“I’ve got news for the Trump men: In 2019, we will build a wall. Not a border wall to immigrants, but a legal wall banning the importation of trophy animals,” said NY State Assemblywoman Linda Rosenthal at the Worldwide Rally against Trophy Hunting (WRATH) hosted by Friends of Animals and Compassionworks International Saturday at Dag Hammarskjold Plaza in NYC.

Supporters stood across the street from Trump World Tower and United Nations Plaza to send the Trump Administration and the world a clear message: Trophy hunters are really just wealthy poachers, so New York needs to ban the importation of the trophies of Africa’s Big 5—giraffes, lions, leopards, elephants and rhinos, by passing the Big 5 African Trophies Act, co-sponsored by Rosenthal and Senator Luis Sepulveda.

New York is the busiest port of entry for imported animal trophies of all the 18 designated U.S. ports. From 2005 to 2014, 159,144 animals were imported as trophies—including 1,541 lions; 1,130 elephants and 83 pairs of tusks; 1,169 leopards as well as 110 white rhinos and 3 pairs of rhino horns.

“New York has allowed itself to become a trophy warehouse for the world’s highest stakes blood sport,” Rosenthal said.

Looking up at Trump World Tower, she added: “We are standing here not just because the building’s namesake is one of the world’s leading advocates for open borders on importation of slaughtered trophy animals, but because his boys, Don Jr. and Eric, have stumbled their way into becoming the poster children for this horrific, soulless blood sport.

“I want you all to just think for a minute about the type of person who might sit comfortably up in the penthouse of a building like this and decide that, above all else, their time would be best spent travelling to the opposite side of the globe, traversing through plains, woodlands and underbrush of another nation’s land, all for a chance to kill. And not just to kill, but to push creatures with millennia of history on this great planet, closer and closer to the brink of extinction.”
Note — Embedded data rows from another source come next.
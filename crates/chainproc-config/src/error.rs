//! Configuration error types.

/// Result type alias for config operations.
pub type Result<T> = std::result::Result<T, ConfigError>;

/// Errors that can occur during configuration loading.
#[derive(Debug, thiserror::Error)]
pub enum ConfigError {
    /// Failed to read a config file.
    #[error("failed to read config file '{path}': {source}")]
    ReadFile {
        path: String,
        source: std::io::Error,
    },

    /// Failed to parse TOML.
    #[error("failed to parse config: {0}")]
    Parse(#[from] toml::de::Error),

    /// Failed to serialize config.
    #[error("failed to serialize config: {0}")]
    Serialize(#[from] toml::ser::Error),

    /// A value is present but unusable.
    #[error("invalid value for '{field}': {reason}")]
    Invalid { field: String, reason: String },
}
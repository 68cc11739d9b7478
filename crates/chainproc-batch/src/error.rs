//! Mass action error types.

use chainproc_core::PersistenceError;
use thiserror::Error;

/// Result type for mass actions.
pub type Result<T> = std::result::Result<T, MassActionError>;

/// Configuration and collaborator failures of a mass action.
///
/// Unsupported methods are not errors; they produce an unsuccessful
/// [`crate::MassActionResponse`].
#[derive(Debug, Error)]
pub enum MassActionError {
    #[error("Mass action \"{0}\" must define entity name")]
    MissingEntityName(String),

    #[error("Mass action \"{0}\" must define identifier name")]
    MissingIdentifier(String),

    #[error("Entity class '{0}' has no entity manager")]
    NotManageable(String),

    #[error(transparent)]
    Persistence(#[from] PersistenceError),
}
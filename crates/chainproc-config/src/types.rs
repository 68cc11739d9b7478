//! Configuration types mapping to the TOML schema.
//!
//! Top-level config:
//! ```toml
//! [logging]                # console level, rolling file logs
//! [mass_delete]            # batch size, limit, deadline
//! [actions.create]         # processors of one action
//! [[associations]]         # static association targets
//! [translations]           # message catalog
//! ```

use std::collections::BTreeMap;

use chainproc_core::RequestKind;
use indexmap::IndexMap;
use serde::{Deserialize, Serialize};

use crate::{ConfigError, Result};

/// Flush every this many deleted records unless configured otherwise.
pub const DEFAULT_BATCH_SIZE: usize = 100;

/// Upper bound on records a single mass delete may touch.
pub const DEFAULT_MAX_LIMIT: usize = 5000;

// ─────────────────────────────────────────────────────────────────────────────
// Top-level Config
// ─────────────────────────────────────────────────────────────────────────────

/// Root configuration structure.
///
/// All sections are optional so that partial configs (e.g., project-local
/// overrides) can be loaded and merged.
#[derive(Debug, Clone, Default, PartialEq, Serialize, Deserialize)]
#[serde(default)]
pub struct ChainprocConfig {
    /// Logging configuration.
    #[serde(skip_serializing_if = "Option::is_none")]
    pub logging: Option<LoggingConfig>,

    /// Mass delete configuration.
    #[serde(skip_serializing_if = "Option::is_none")]
    pub mass_delete: Option<MassDeleteConfig>,

    /// Actions by name.
    #[serde(skip_serializing_if = "BTreeMap::is_empty")]
    pub actions: BTreeMap<String, ActionConfig>,

    /// Static association targets.
    #[serde(skip_serializing_if = "Vec::is_empty")]
    pub associations: Vec<AssociationConfig>,

    /// Translation catalog, message key to template.
    #[serde(skip_serializing_if = "BTreeMap::is_empty")]
    pub translations: BTreeMap<String, String>,
}

impl ChainprocConfig {
    /// Create an empty config.
    pub fn new() -> Self {
        Self::default()
    }

    /// Parse from a TOML string.
    pub fn from_toml(toml_str: &str) -> Result<Self> {
        Ok(toml::from_str(toml_str)?)
    }

    /// Serialize to a TOML string.
    pub fn to_toml(&self) -> Result<String> {
        Ok(toml::to_string_pretty(self)?)
    }

    /// Merge another config on top of this one (other takes priority).
    ///
    /// Actions and translations are replaced per key; associations are
    /// appended.
    pub fn merge(&mut self, other: ChainprocConfig) {
        if other.logging.is_some() {
            self.logging = other.logging;
        }

        if other.mass_delete.is_some() {
            self.mass_delete = other.mass_delete;
        }

        for (name, action) in other.actions {
            self.actions.insert(name, action);
        }

        self.associations.extend(other.associations);

        for (key, template) in other.translations {
            self.translations.insert(key, template);
        }
    }

    /// Reject values that would make the pipeline unusable.
    pub fn validate(&self) -> Result<()> {
        if let Some(ref mass_delete) = self.mass_delete
            && mass_delete.batch_size == 0
        {
            return Err(ConfigError::Invalid {
                field: "mass_delete.batch_size".to_string(),
                reason: "must be greater than zero".to_string(),
            });
        }

        for (action, config) in &self.actions {
            if let Some(p) = config.processors.iter().find(|p| p.name.is_empty()) {
                return Err(ConfigError::Invalid {
                    field: format!("actions.{}.processors", action),
                    reason: format!("processor at priority {} has no name", p.priority),
                });
            }
        }

        for (i, association) in self.associations.iter().enumerate() {
            if association.owner.is_empty() || association.kind.is_empty() {
                return Err(ConfigError::Invalid {
                    field: format!("associations[{}]", i),
                    reason: "owner and kind are required".to_string(),
                });
            }
        }

        Ok(())
    }

    /// Logging settings, defaults when the section is absent.
    pub fn logging(&self) -> LoggingConfig {
        self.logging.clone().unwrap_or_default()
    }

    /// Mass delete settings, defaults when the section is absent.
    pub fn mass_delete(&self) -> MassDeleteConfig {
        self.mass_delete.clone().unwrap_or_default()
    }
}

// ─────────────────────────────────────────────────────────────────────────────
// Logging Configuration
// ─────────────────────────────────────────────────────────────────────────────

/// Logging configuration section.
#[derive(Debug, Clone, PartialEq, Serialize, Deserialize)]
#[serde(default)]
pub struct LoggingConfig {
    /// Console filter directive, overridden by `RUST_LOG`.
    pub level: String,
    /// Whether JSON logs are written to the config directory.
    pub file: bool,
}

impl Default for LoggingConfig {
    fn default() -> Self {
        Self {
            level: "info".to_string(),
            file: true,
        }
    }
}

// ─────────────────────────────────────────────────────────────────────────────
// Mass Delete Configuration
// ─────────────────────────────────────────────────────────────────────────────

/// Mass delete settings.
///
/// ```toml
/// [mass_delete]
/// batch_size = 100
/// max_limit = 5000
/// deadline_secs = 30
/// ```
#[derive(Debug, Clone, PartialEq, Serialize, Deserialize)]
#[serde(default)]
pub struct MassDeleteConfig {
    /// Records removed between two commits.
    pub batch_size: usize,
    /// Maximum number of records a single request may delete.
    pub max_limit: usize,
    /// Time budget in seconds; absent means unbounded.
    #[serde(skip_serializing_if = "Option::is_none")]
    pub deadline_secs: Option<u64>,
}

impl Default for MassDeleteConfig {
    fn default() -> Self {
        Self {
            batch_size: DEFAULT_BATCH_SIZE,
            max_limit: DEFAULT_MAX_LIMIT,
            deadline_secs: None,
        }
    }
}

// ─────────────────────────────────────────────────────────────────────────────
// Action Configuration
// ─────────────────────────────────────────────────────────────────────────────

/// Processors registered for one action.
#[derive(Debug, Clone, Default, PartialEq, Serialize, Deserialize)]
#[serde(default)]
pub struct ActionConfig {
    pub processors: Vec<ProcessorConfig>,
}

/// One processor registration.
#[derive(Debug, Clone, PartialEq, Serialize, Deserialize)]
pub struct ProcessorConfig {
    /// Catalog name, e.g. `save_entity`.
    pub name: String,
    /// Higher runs first.
    #[serde(default)]
    pub priority: i32,
    /// Only run for contexts targeting this class.
    #[serde(default, skip_serializing_if = "Option::is_none")]
    pub class: Option<String>,
    /// Only run for this request kind.
    #[serde(default, skip_serializing_if = "Option::is_none")]
    pub request: Option<RequestKind>,
    /// Message used by gating processors.
    #[serde(default, skip_serializing_if = "Option::is_none")]
    pub message: Option<String>,
}

impl ProcessorConfig {
    /// Create a registration with priority 0 and no conditions.
    pub fn new(name: impl Into<String>) -> Self {
        Self {
            name: name.into(),
            priority: 0,
            class: None,
            request: None,
            message: None,
        }
    }

    /// Set the priority.
    pub fn with_priority(mut self, priority: i32) -> Self {
        self.priority = priority;
        self
    }

    /// Restrict to a class.
    pub fn with_class(mut self, class: impl Into<String>) -> Self {
        self.class = Some(class.into());
        self
    }

    /// Restrict to a request kind.
    pub fn with_request(mut self, request: RequestKind) -> Self {
        self.request = Some(request);
        self
    }

    /// Set the gating message.
    pub fn with_message(mut self, message: impl Into<String>) -> Self {
        self.message = Some(message.into());
        self
    }
}

// ─────────────────────────────────────────────────────────────────────────────
// Association Configuration
// ─────────────────────────────────────────────────────────────────────────────

/// Targets of one computed association.
///
/// ```toml
/// [[associations]]
/// owner = "Acme\\Note"
/// kind = "manyToOne"
/// label = "activity"
/// targets = { "Acme\\Account" = "account", "Acme\\Contact" = "contact" }
/// ```
#[derive(Debug, Clone, PartialEq, Serialize, Deserialize)]
pub struct AssociationConfig {
    pub owner: String,
    #[serde(default, skip_serializing_if = "Option::is_none")]
    pub join: Option<String>,
    pub kind: String,
    pub label: String,
    /// Target class to result field, in declaration order.
    #[serde(default)]
    pub targets: IndexMap<String, String>,
}

// ─────────────────────────────────────────────────────────────────────────────
// Tests
// ─────────────────────────────────────────────────────────────────────────────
Friends of Animals is adamant the only difference between “illegal” poachers and trophy hunters like the Trump sons with permits from Fish and Wildlife Service is wealth and public perception. Poachers slaughter to make a buck, while well-heeled American trophy hunters spend thousands just for bragging rights and prizes from the Safari Club International. In either instance, money doesn’t make killing ok.

“As soon as you put a price tag on vulnerable animals, you send a mixed message about whether or not they need to be protected at all, and that’s detrimental to actual conservation. Shooting animals full of bullets does not increase their population or expand their habitat, no matter what Safari Club wants the public to believe,” said Nicole Rivard, correspondent for Friends of Animals.

The rally coincided with the Safari Club’s annual convention in Reno, where, hunters were booking their killing sprees and shopping for the latest guns and hunting equipment. Thirty cities across the globe participated in WRATH.

“Safari Club likes to dupe the public into thinking that without their money, conservation efforts in Africa would not exist. If they are helping these animals as they claim, then why are Africa’s Big 5 moving closer to extinction,” said Rivard.

Friends of Animals was sickened to learn last year that the U.S. is a major importer of giraffe parts and American trophy hunters are the ones supplying the market. According to USFWS, between 2006 and 2016, the U.S. imported 21,402 bone carvings, 3,008 skin pieces and 3,744 hunting trophies.

Only about 97,500 giraffes remain in Africa compared to more than 150,000 in 1985.

“Experts are calling what’s happening to giraffes the silent extinction. Today we break the silence,” Rivard said.